STEAMED CLAMS WITH BACON, POTATOES AND JALAPEÑO
This is quite the best time of year for clams and this batch was particularly perfect. I love it when they are little but plump, just as I prefer my oysters; clean, powerful flavor without all the extra gunk (you know, that stringy unpleasant stuff)!
A crusty baguette and fresh greens tossed in a simple vinaigrette of chopped shallots, Grenache vinegar and good quality olive oil rounds out the meal.
1 1/2 lbs steamer clams
1 medium-large gold potato, 1/4″ diced, cooked in salted water until just tender, drained
2 slices, thick-cut bacon cut into 1/4″ slices
1 small jalapeño, stems and seeds removed, chopped
1 or 2 tomatoes (dependent on your affinity for tomatoes), stems removed, diced
1 small, sweet onion, chopped (you might end up with 1/2 cup or more)
1tsp smoked paprika (for a smokey flavor)
The juice of a medium lemon
1 cup white wine (plus more for your glass)
Approximately 1/4 cup fresh cilantro or parsley, chopped
Butter, as much as you dare, or none if you don’t! (I dare a few knobs (+/- 2TB))
2 deep pasta bowls in the warming drawer and an extra bowl for shells.
COOK THE POTATOES as described above and GATHER the rest of your ingredients.
If you have purchased your clams a day or two in advance (oops) it is best to store them on a sheet pan in a single layer, uncovered in the fridge so that they may breathe rather than suffocate shamelessly in a plastic bag.
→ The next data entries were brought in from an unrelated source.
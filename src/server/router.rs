use std::sync::Arc;
use std::time::Instant;

use axum::extract::Request;
use axum::middleware::{self, Next};
use axum::response::Response;
use axum::{Router, routing::get};
use tower_http::cors::CorsLayer;

use super::workspace::workspace_router;
use crate::store::Store;
use crate::workspace::Workspace;

pub struct AppState {
    pub store: Arc<dyn Store>,
    pub workspace: Workspace,
}

impl AppState {
    pub fn new(store: Arc<dyn Store>) -> Self {
        Self {
            workspace: Workspace::new(Arc::clone(&store)),
            store,
        }
    }
}

async fn health() -> &'static str {
    "OK"
}

async fn log_request(request: Request, next: Next) -> Response {
    let method = request.method().clone();
    let uri = request.uri().clone();
    let start = Instant::now();

    let response = next.run(request).await;

    let latency = start.elapsed();
    let status = response.status();

    tracing::info!(
        "{} {} {} {}ms",
        method,
        uri.path(),
        status.as_u16(),
        latency.as_millis()
    );

    response
}

pub fn create_router(state: Arc<AppState>, cors: CorsLayer) -> Router {
    Router::new()
        .route("/health", get(health))
        .nest("/api/v1", workspace_router())
        .layer(middleware::from_fn(log_request))
        .layer(cors)
        .with_state(state)
}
RINSE THE CLAMS AND SOAK THEM in cold water, fortified with a tablespoon or so of cornmeal (this helps them to shed their debris). You can do this several hours beforehand and leave in the fridge until ready to cook.
In a large sauté pan, PLACE the CUT BACON into the pan and TURN TO MEDIUM HEAT. When cooked through and beginning to crisp, ADD jalapeño, tomato, onion and smoked paprika. After a minute or so, ADD the clams.
Meanwhile and simultaneously, BROWN the potatoes in butter over medium-high heat. They are soft already so the high heat coupled with butter will act quickly to turn them from pale to a light shade of brown. When the potatoes form a slight bit of crust without burning, TOSS THEM IN WITH the clams and shake the pan to combine. In a minute or two SQUEEZE in the lemon, then pour in the wine (but not from your glass). The pan will want to recuperate from these additions to regain it’s heat; once bubbling, COVER THE PAN and let it SIMMER for 5-7 minutes or until the clams open their shell.
As the clams open, REMOVE THEM with tongs to their serving bowls. TURN UP THE HEAT on the remaining sauce and ADD THE HERBS, along with an optional knob (yes, that is a technical kitchen term) of butter. After a minute or two, the sauce will thicken slightly. LADLE the sauce over the clams, warming them and leaving a pool of liquid to sop up with the crusty bread.
This whole effort goes by very quickly and will reward you with what seems like a laborious feast without all the labor.